The letter was written by the LGBT+ Conservatives group and co-signed by the leaders of LGBT+ Labour, LGBT+ Liberal Democrats, Plaid Pride and the official LGBTQ+ wing of the SNP, as well as representatives from the Greens, Alliance and SDLP.

The groups also criticised the response of Ms Truss's fellow equalities minister, Kemi Badenoch, to a debate on the issue in the Commons last week.

In the letter, they called Ms Badenoch's response "disappointingly weak, vague and unempathetic".

Image caption,
Equalities minister Kemi Badenoch said laws already existed to deal with violence and sexual assault

In the petitions debate in Parliament last Monday, Ms Badenoch said conversion therapy had "no place in a civilised society", but added that "robust" laws were already in place to deal with the most troubling examples, involving violence and sexual assault.

She said the government did not "intend to stop those who wish to seek spiritual counselling as they explore their sexual orientation".
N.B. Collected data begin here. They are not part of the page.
//! Scan configuration and the position planner.
//!
//! A scan visits every pair of (tilt level, rotation step). Tilt levels are
//! spread evenly over `[0, 90]`; rotation steps run from 0 up to, but not
//! including, 360 degrees. The planner is a simple sweep and makes no attempt
//! to minimise travel.

use std::ops::RangeInclusive;

use serde::{Deserialize, Serialize};
use serde_json::{json, Value};

use crate::error::ScanConfigError;

pub const VERTICAL_ANGLES_RANGE: RangeInclusive<u32> = 1..=10;
pub const HORIZONTAL_STEP_RANGE: RangeInclusive<u32> = 1..=90;
pub const MOVEMENT_DELAY_RANGE: RangeInclusive<f64> = 0.5..=10.0;

#[derive(Debug, Clone, Copy, PartialEq, Eq, Default, Serialize, Deserialize)]
#[serde(rename_all = "snake_case")]
pub enum OperationMode {
    /// Full rotation at each tilt level.
    #[default]
    Sequential,
    /// Every tilt level at each rotation step.
    Alternate,
}

#[derive(Debug, Clone, Copy, PartialEq, Serialize, Deserialize)]
#[serde(rename_all = "camelCase")]
pub struct ScanConfig {
    pub vertical_angles: u32,
    pub horizontal_step: u32,
    /// Seconds to wait at each position.
    pub movement_delay: f64,
    pub operation_mode: OperationMode,
}

impl Default for ScanConfig {
    fn default() -> Self {
        Self {
            vertical_angles: 3,
            horizontal_step: 20,
            movement_delay: 2.0,
            operation_mode: OperationMode::Sequential,
        }
    }
}

impl ScanConfig {
    pub fn validate(&self) -> Result<(), ScanConfigError> {
        if !VERTICAL_ANGLES_RANGE.contains(&self.vertical_angles) {
            return Err(ScanConfigError::VerticalAngles(self.vertical_angles));
        }
        if !HORIZONTAL_STEP_RANGE.contains(&self.horizontal_step) {
            return Err(ScanConfigError::HorizontalStep(self.horizontal_step));
        }
        if !MOVEMENT_DELAY_RANGE.contains(&self.movement_delay) {
            return Err(ScanConfigError::MovementDelay(self.movement_delay));
        }
        Ok(())
    }

    /// Payload of the `start_task` command.
    pub fn to_wire(&self) -> Value {
        json!({
            "verticalAngles": self.vertical_angles,
            "horizontalStep": self.horizontal_step,
            "movementDelay": self.movement_delay,
            "operationMode": self.operation_mode,
        })
    }
}

#[derive(Debug, Clone, Copy, PartialEq, Serialize, Deserialize)]
pub struct Position {
    pub rotation: f64,
    pub tilt: f64,
    /// 1-based emission order.
    pub index: usize,
}

/// Evenly spaced tilt levels from 0 to 90 degrees.
///
/// A single level sits at 0 degrees rather than dividing by zero.
pub fn tilt_levels(vertical_angles: u32) -> Vec<f64> {
    match vertical_angles {
        0 => Vec::new(),
        1 => vec![0.0],
        n => {
            let spacing = 90.0 / f64::from(n - 1);
            (0..n).map(|i| spacing * f64::from(i)).collect()
        }
    }
}

pub fn rotation_steps(horizontal_step: u32) -> Vec<f64> {
    if horizontal_step == 0 {
        return Vec::new();
    }
    (0..360u32)
        .step_by(horizontal_step as usize)
        .map(f64::from)
        .collect()
}

pub fn plan(config: &ScanConfig) -> Vec<Position> {
    let tilts = tilt_levels(config.vertical_angles);
    let rotations = rotation_steps(config.horizontal_step);

    let pairs: Vec<(f64, f64)> = match config.operation_mode {
        OperationMode::Sequential => tilts
            .iter()
            .flat_map(|&tilt| rotations.iter().map(move |&rotation| (rotation, tilt)))
            .collect(),
        OperationMode::Alternate => rotations
            .iter()
            .flat_map(|&rotation| tilts.iter().map(move |&tilt| (rotation, tilt)))
            .collect(),
    };

    pairs
        .into_iter()
        .enumerate()
        .map(|(i, (rotation, tilt))| Position {
            rotation,
            tilt,
            index: i + 1,
        })
        .collect()
}

#[derive(Debug, Clone, PartialEq, Serialize)]
pub struct ScanPreset {
    pub id: &'static str,
    pub name: &'static str,
    pub description: &'static str,
    pub config: ScanConfig,
}

pub fn builtin_presets() -> [ScanPreset; 4] {
    [
        ScanPreset {
            id: "quick-scan",
            name: "Quick scan 4x90°",
            description: "Fast sweep with 4 tilt levels and 90° rotation steps",
            config: ScanConfig {
                vertical_angles: 4,
                horizontal_step: 90,
                movement_delay: 1.0,
                operation_mode: OperationMode::Sequential,
            },
        },
        ScanPreset {
            id: "high-def-vertical",
            name: "High definition vertical",
            description: "Detailed sweep with 8 tilt levels and 15° rotation steps",
            config: ScanConfig {
                vertical_angles: 8,
                horizontal_step: 15,
                movement_delay: 3.0,
                operation_mode: OperationMode::Sequential,
            },
        },
        ScanPreset {
            id: "three-level-inspection",
            name: "Three level inspection",
            description: "Standard inspection over 3 tilt levels",
            config: ScanConfig {
                vertical_angles: 3,
                horizontal_step: 30,
                movement_delay: 2.0,
                operation_mode: OperationMode::Alternate,
            },
        },
        ScanPreset {
            id: "ultra-fine-scan",
            name: "Ultra fine scan",
            description: "Precision sweep with 5° steps and 10 tilt levels",
            config: ScanConfig {
                vertical_angles: 10,
                horizontal_step: 5,
                movement_delay: 4.0,
                operation_mode: OperationMode::Sequential,
            },
        },
    ]
}

pub fn find_preset(id: &str) -> Option<ScanPreset> {
    builtin_presets().into_iter().find(|preset| preset.id == id)
}

#[cfg(test)]
#[path = "tests/scan_tests.rs"]
mod tests;
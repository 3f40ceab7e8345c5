use std::time::Duration;

use serde_json::json;
use shared::{
    domain::SourceId,
    protocol::{Action, Command, InboundMessage},
};

use super::*;

fn inbound(value: serde_json::Value) -> InboundMessage {
    InboundMessage::from_value(value).expect("inbound message should classify")
}

#[test]
fn nothing_is_handed_out_while_the_channel_is_closed() {
    let mut queue = CommandQueue::new();
    queue.enqueue(Command::list_cameras());

    assert!(queue.next_to_send(false).is_none());
    assert_eq!(queue.len(), 1);
    assert!(!queue.awaiting_reply());
}

#[test]
fn second_command_waits_for_reply_to_first() {
    let mut queue = CommandQueue::new();
    let first = queue.enqueue(Command::list_cameras());
    let second = queue.enqueue(Command::start(SourceId::new("cam1")));
    assert!(second > first);

    let sent = queue.next_to_send(true).expect("head should be sent");
    assert_eq!(sent.seq, first);
    assert!(queue.next_to_send(true).is_none());

    let unrelated = inbound(json!({"action": "counter_update", "data": {"person": 2}}));
    assert!(queue
        .acknowledge(&unrelated, AckDiscipline::ExplicitReply)
        .is_none());
    assert!(queue.next_to_send(true).is_none());

    let reply = inbound(json!({"action": "list_cameras", "data": []}));
    let released = queue
        .acknowledge(&reply, AckDiscipline::ExplicitReply)
        .expect("reply releases the gate");
    assert_eq!(released.seq, first);

    let next = queue.next_to_send(true).expect("second command follows");
    assert_eq!(next.seq, second);
    assert_eq!(next.command.action, Action::Start);
}

#[test]
fn any_message_discipline_releases_on_pushes() {
    let mut queue = CommandQueue::new();
    queue.enqueue(Command::get_status());
    queue.next_to_send(true).expect("sent");

    let push = inbound(json!({"action": "task_progress", "data": {"progress": 10}}));
    assert!(queue.acknowledge(&push, AckDiscipline::AnyMessage).is_some());
    assert!(!queue.awaiting_reply());
}

#[test]
fn push_names_release_only_under_push_alias() {
    let mut queue = CommandQueue::new();
    queue.enqueue(Command::move_tilt(30.0));
    queue.next_to_send(true).expect("sent");

    let push = inbound(json!({"action": "update_tilt", "data": {"angle": 30}}));
    assert!(queue
        .acknowledge(&push, AckDiscipline::ExplicitReply)
        .is_none());
    assert!(queue.acknowledge(&push, AckDiscipline::PushAlias).is_some());
}

#[test]
fn acknowledge_without_in_flight_is_a_no_op() {
    let mut queue = CommandQueue::new();
    queue.enqueue(Command::get_status());
    let reply = inbound(json!({"action": "status", "data": {}}));

    assert!(queue.acknowledge(&reply, AckDiscipline::AnyMessage).is_none());
    assert_eq!(queue.len(), 1);
}

#[test]
fn commands_leave_in_enqueue_order_one_per_reply() {
    let mut queue = CommandQueue::new();
    let angles = [0.0, 90.0, 180.0, 270.0];
    for angle in angles {
        queue.enqueue(Command::move_platform(angle));
    }

    let mut sent = Vec::new();
    while let Some(next) = queue.next_to_send(true) {
        assert!(queue.next_to_send(true).is_none());
        sent.push(next.command.data.clone());
        let reply = inbound(json!({"action": "move_platform", "data": {"angle": 0}}));
        queue.acknowledge(&reply, AckDiscipline::ExplicitReply);
    }

    let expected: Vec<_> = angles
        .iter()
        .map(|angle| Some(json!({ "angle": angle })))
        .collect();
    assert_eq!(sent, expected);
}

#[test]
fn requeue_puts_unsent_command_back_at_the_head() {
    let mut queue = CommandQueue::new();
    let first = queue.enqueue(Command::list_cameras());
    queue.enqueue(Command::get_status());

    queue.next_to_send(true).expect("sent");
    queue.requeue_unsent();

    assert!(!queue.awaiting_reply());
    assert_eq!(queue.pending().next().map(|queued| queued.seq), Some(first));
    assert_eq!(queue.len(), 2);
}

#[test]
fn lost_command_is_not_retransmitted() {
    let mut queue = CommandQueue::new();
    let first = queue.enqueue(Command::stop_task());
    let second = queue.enqueue(Command::get_status());
    queue.next_to_send(true).expect("sent");

    let lost = queue.take_lost().expect("in-flight command is lost");
    assert_eq!(lost.seq, first);
    assert_eq!(
        queue.next_to_send(true).map(|queued| queued.seq),
        Some(second)
    );
}

#[tokio::test(start_paused = true)]
async fn reply_deadline_expires_the_in_flight_command() {
    let timeout = Duration::from_secs(10);
    let mut queue = CommandQueue::new();
    queue.enqueue(Command::get_health(SourceId::new("cam1")));
    assert!(queue.reply_deadline(timeout).is_none());

    queue.next_to_send(true).expect("sent");
    let deadline = queue.reply_deadline(timeout).expect("deadline armed");

    tokio::time::advance(Duration::from_secs(9)).await;
    assert!(queue.expire(Instant::now(), timeout).is_none());

    tokio::time::advance(Duration::from_secs(1)).await;
    assert!(Instant::now() >= deadline);
    let expired = queue
        .expire(Instant::now(), timeout)
        .expect("command expires");
    assert_eq!(expired.command.action, Action::GetHealth);
    assert!(!queue.awaiting_reply());
}
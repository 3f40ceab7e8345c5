use std::{sync::Arc, time::Duration};

use tokio::time::Instant;
use tracing::{info, warn};

use crate::transport::{Channel, ChannelEvent, Connector};

#[derive(Debug, Clone, Copy, PartialEq, Eq, Default)]
pub enum ConnectionState {
    #[default]
    Disconnected,
    Connecting,
    Open,
    Closing,
}

/// Smallest reconnection delay; a zero delay would never grow.
pub const MIN_RETRY_DELAY: Duration = Duration::from_millis(10);

const DEFAULT_CONNECT_TIMEOUT: Duration = Duration::from_secs(10);

/// Exponential reconnection delay: doubles after each failure up to `max`,
/// back to `initial` after a successful open.
#[derive(Debug, Clone)]
pub struct Backoff {
    initial: Duration,
    max: Duration,
    current: Duration,
}

impl Backoff {
    pub fn new(initial: Duration, max: Duration) -> Self {
        let initial = initial.max(MIN_RETRY_DELAY);
        let max = max.max(initial);
        Self {
            initial,
            max,
            current: initial,
        }
    }

    pub fn current(&self) -> Duration {
        self.current
    }

    /// Delay for the retry scheduled now. The following one is doubled.
    pub fn next_delay(&mut self) -> Duration {
        let delay = self.current;
        self.current = self.current.saturating_mul(2).min(self.max);
        delay
    }

    pub fn reset(&mut self) {
        self.current = self.initial;
    }
}

#[derive(Debug, Clone, PartialEq, Eq)]
pub enum Lifecycle {
    Opened,
    Closed { reason: String, retry_in: Duration },
}

/// Owns at most one channel and the single pending reconnect timer.
pub struct ConnectionManager {
    url: String,
    connector: Arc<dyn Connector>,
    state: ConnectionState,
    backoff: Backoff,
    channel: Option<Channel>,
    reconnect_at: Option<Instant>,
    connect_timeout: Duration,
}

impl ConnectionManager {
    pub fn new(url: impl Into<String>, connector: Arc<dyn Connector>, backoff: Backoff) -> Self {
        Self {
            url: url.into(),
            connector,
            state: ConnectionState::Disconnected,
            backoff,
            channel: None,
            reconnect_at: None,
            connect_timeout: DEFAULT_CONNECT_TIMEOUT,
        }
    }

    pub fn with_connect_timeout(mut self, connect_timeout: Duration) -> Self {
        self.connect_timeout = connect_timeout;
        self
    }

    pub fn state(&self) -> ConnectionState {
        self.state
    }

    pub fn is_open(&self) -> bool {
        self.state == ConnectionState::Open
    }

    pub fn reconnect_deadline(&self) -> Option<Instant> {
        self.reconnect_at
    }

    pub fn retry_delay(&self) -> Duration {
        self.backoff.current()
    }

    /// Tears down any previous channel and attempts a fresh connection. A
    /// failed or timed-out attempt counts as a close. Dropping the returned
    /// future abandons the attempt.
    pub async fn open(&mut self) -> Lifecycle {
        self.reconnect_at = None;
        self.channel = None;
        self.state = ConnectionState::Connecting;

        let attempt = tokio::time::timeout(self.connect_timeout, self.connector.connect(&self.url));
        match attempt.await {
            Err(_) => self.handle_closed(format!(
                "connect timed out after {} ms",
                self.connect_timeout.as_millis()
            )),
            Ok(Ok(channel)) => {
                self.channel = Some(channel);
                self.state = ConnectionState::Open;
                self.backoff.reset();
                info!(url = %self.url, "connection: open");
                Lifecycle::Opened
            }
            Ok(Err(err)) => self.handle_closed(format!("{err:#}")),
        }
    }

    /// Unplanned close or channel error. Schedules exactly one retry.
    pub fn handle_closed(&mut self, reason: String) -> Lifecycle {
        self.channel = None;
        self.state = ConnectionState::Disconnected;

        let retry_in = match self.reconnect_at {
            Some(deadline) => deadline.saturating_duration_since(Instant::now()),
            None => {
                let delay = self.backoff.next_delay();
                self.reconnect_at = Some(Instant::now() + delay);
                delay
            }
        };
        warn!(
            url = %self.url,
            %reason,
            retry_in_ms = retry_in.as_millis() as u64,
            "connection: closed; reconnect scheduled"
        );
        Lifecycle::Closed { reason, retry_in }
    }

    /// Planned shutdown: no reconnect is scheduled.
    pub fn close(&mut self) {
        self.state = ConnectionState::Closing;
        self.reconnect_at = None;
        self.channel = None;
        self.state = ConnectionState::Disconnected;
        info!(url = %self.url, "connection: closed by client");
    }

    /// Hands a frame to the channel. Fails only when there is no live channel.
    pub fn send(&self, frame: String) -> Result<(), String> {
        if !self.is_open() {
            return Err(frame);
        }
        match &self.channel {
            Some(channel) => channel.outbound.send(frame).map_err(|err| err.0),
            None => Err(frame),
        }
    }

    /// Next inbound event; pends forever while there is no channel.
    pub async fn next_event(&mut self) -> ChannelEvent {
        match self.channel.as_mut() {
            Some(channel) => channel
                .inbound
                .recv()
                .await
                .unwrap_or(ChannelEvent::Closed),
            None => std::future::pending().await,
        }
    }
}

#[cfg(test)]
#[path = "tests/connection_tests.rs"]
mod tests;
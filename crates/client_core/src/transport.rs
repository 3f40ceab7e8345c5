//! Duplex text channel to the remote service.
//!
//! A [`Connector`] opens a fresh [`Channel`] per attempt. The session never
//! touches the socket directly: outbound frames go into an unbounded sender,
//! inbound frames and lifecycle signals arrive on a receiver. Dropping the
//! channel closes the underlying connection.

use anyhow::{Context, Result};
use async_trait::async_trait;
use futures::{SinkExt, StreamExt};
use tokio::sync::mpsc;
use tokio_tungstenite::{connect_async, tungstenite::Message};
use tracing::{debug, warn};

use crate::settings::validate_server_url;

#[derive(Debug, Clone, PartialEq, Eq)]
pub enum ChannelEvent {
    Frame(String),
    Closed,
    Error(String),
}

#[derive(Debug)]
pub struct Channel {
    pub outbound: mpsc::UnboundedSender<String>,
    pub inbound: mpsc::UnboundedReceiver<ChannelEvent>,
}

impl Channel {
    /// Builds a channel together with the peer ends, for in-process links.
    pub fn pair() -> (Self, ChannelPeer) {
        let (outbound_tx, outbound_rx) = mpsc::unbounded_channel();
        let (inbound_tx, inbound_rx) = mpsc::unbounded_channel();
        (
            Self {
                outbound: outbound_tx,
                inbound: inbound_rx,
            },
            ChannelPeer {
                sent: outbound_rx,
                deliver: inbound_tx,
            },
        )
    }
}

/// The far side of a [`Channel::pair`].
#[derive(Debug)]
pub struct ChannelPeer {
    pub sent: mpsc::UnboundedReceiver<String>,
    pub deliver: mpsc::UnboundedSender<ChannelEvent>,
}

#[async_trait]
pub trait Connector: Send + Sync {
    async fn connect(&self, url: &str) -> Result<Channel>;
}

pub struct WebSocketConnector;

#[async_trait]
impl Connector for WebSocketConnector {
    async fn connect(&self, url: &str) -> Result<Channel> {
        validate_server_url(url)?;
        let (ws_stream, _) = connect_async(url)
            .await
            .with_context(|| format!("failed to connect websocket: {url}"))?;
        let (mut ws_writer, mut ws_reader) = ws_stream.split();
        let (channel, peer) = Channel::pair();
        let ChannelPeer {
            sent: mut outbound,
            deliver,
        } = peer;

        let inbound = deliver.clone();
        tokio::spawn(async move {
            while let Some(frame) = outbound.recv().await {
                if let Err(err) = ws_writer.send(Message::Text(frame)).await {
                    let _ = inbound.send(ChannelEvent::Error(format!(
                        "websocket send failed: {err}"
                    )));
                    return;
                }
            }
            debug!("outbound channel dropped; closing websocket");
            let _ = ws_writer.send(Message::Close(None)).await;
        });

        tokio::spawn(async move {
            while let Some(msg) = ws_reader.next().await {
                let event = match msg {
                    Ok(Message::Text(text)) => ChannelEvent::Frame(text),
                    Ok(Message::Binary(bytes)) => match String::from_utf8(bytes) {
                        Ok(text) => ChannelEvent::Frame(text),
                        Err(err) => {
                            warn!(%err, "dropping non-utf8 binary frame");
                            continue;
                        }
                    },
                    Ok(Message::Close(_)) => break,
                    Ok(_) => continue,
                    Err(err) => {
                        let _ = deliver.send(ChannelEvent::Error(format!(
                            "websocket receive failed: {err}"
                        )));
                        return;
                    }
                };
                if deliver.send(event).is_err() {
                    return;
                }
            }
            let _ = deliver.send(ChannelEvent::Closed);
        });

        Ok(channel)
    }
}
use std::{sync::Arc, time::Duration};

use axum::{
    extract::{
        ws::{Message, WebSocket},
        State, WebSocketUpgrade,
    },
    response::IntoResponse,
    routing::get,
    Router,
};
use futures::{SinkExt, StreamExt};
use shared::protocol::InboundEnvelope;
use tokio::{
    net::TcpListener,
    sync::{broadcast, mpsc, Mutex},
};
use tracing::{debug, info, warn};

pub mod config;
pub mod device;

use device::{DeviceState, Outcome};

pub struct SimState {
    device: Mutex<DeviceState>,
    pushes: broadcast::Sender<String>,
}

impl SimState {
    pub fn new(device: DeviceState) -> Arc<Self> {
        let (pushes, _) = broadcast::channel(256);
        Arc::new(Self {
            device: Mutex::new(device),
            pushes,
        })
    }

    /// Applies one client frame to the device.
    pub async fn handle_frame(&self, text: &str) -> Outcome {
        self.device.lock().await.handle_frame(text)
    }

    pub fn publish(&self, pushes: &[InboundEnvelope]) {
        for push in pushes {
            self.broadcast(push);
        }
    }

    pub async fn tick(&self) {
        let pushes = self.device.lock().await.tick();
        self.publish(&pushes);
    }

    pub async fn with_device<R>(&self, f: impl FnOnce(&DeviceState) -> R) -> R {
        f(&*self.device.lock().await)
    }

    fn broadcast(&self, envelope: &InboundEnvelope) {
        if let Some(text) = encode(envelope) {
            let _ = self.pushes.send(text);
        }
    }
}

fn encode(envelope: &InboundEnvelope) -> Option<String> {
    match serde_json::to_string(envelope) {
        Ok(text) => Some(text),
        Err(err) => {
            warn!(%err, "failed to encode outbound message");
            None
        }
    }
}

pub fn build_router(state: Arc<SimState>) -> Router {
    Router::new()
        .route("/healthz", get(healthz))
        .route("/ws", get(ws_handler))
        .with_state(state)
}

/// Serves until the listener fails.
pub async fn serve(listener: TcpListener, state: Arc<SimState>) -> anyhow::Result<()> {
    axum::serve(listener, build_router(state)).await?;
    Ok(())
}

/// Pushes metrics and counters for running sources every `interval`.
pub async fn run_push_loop(state: Arc<SimState>, interval: Duration) {
    let mut ticker = tokio::time::interval(interval);
    ticker.tick().await;
    loop {
        ticker.tick().await;
        state.tick().await;
    }
}

async fn healthz() -> &'static str {
    "ok"
}

async fn ws_handler(ws: WebSocketUpgrade, State(state): State<Arc<SimState>>) -> impl IntoResponse {
    ws.on_upgrade(move |socket| ws_connection(state, socket))
}

async fn ws_connection(state: Arc<SimState>, socket: WebSocket) {
    let (mut sender, mut receiver) = socket.split();
    let (direct_tx, mut direct_rx) = mpsc::unbounded_channel::<String>();
    let mut pushes = state.pushes.subscribe();
    info!("controller connected");

    let send_task = tokio::spawn(async move {
        loop {
            let text = tokio::select! {
                biased;
                Some(text) = direct_rx.recv() => text,
                push = pushes.recv() => match push {
                    Ok(text) => text,
                    Err(broadcast::error::RecvError::Lagged(skipped)) => {
                        warn!(skipped, "push stream lagged");
                        continue;
                    }
                    Err(broadcast::error::RecvError::Closed) => break,
                },
            };
            if sender.send(Message::Text(text)).await.is_err() {
                break;
            }
        }
    });

    while let Some(Ok(message)) = receiver.next().await {
        let text = match message {
            Message::Text(text) => text,
            Message::Close(_) => break,
            _ => continue,
        };
        debug!(frame = %text, "received frame");
        let outcome = state.handle_frame(&text).await;
        // The direct reply is queued ahead of any push it caused.
        if let Some(reply) = encode(&outcome.reply) {
            if direct_tx.send(reply).is_err() {
                break;
            }
        }
        state.publish(&outcome.pushes);
    }

    send_task.abort();
    info!("controller disconnected");
}

#[cfg(test)]
#[path = "tests/lib_tests.rs"]
mod tests;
But she added: "There will also be cases where a line is crossed, where someone is actively seeking to change another's sexual orientation."

Referring to Ms Badenoch's comments, the letter from the LGBT caucuses said: "The minister pointedly avoided using the word 'ban' and used only the word 'end', this set a very clear tone. She only spoke about 'sexual orientation' and not 'gender identity or expression'."

The groups wrote that Ms Badenoch had "concerningly suggested" that existing legislation was sufficient, adding: "We know that this is not the case."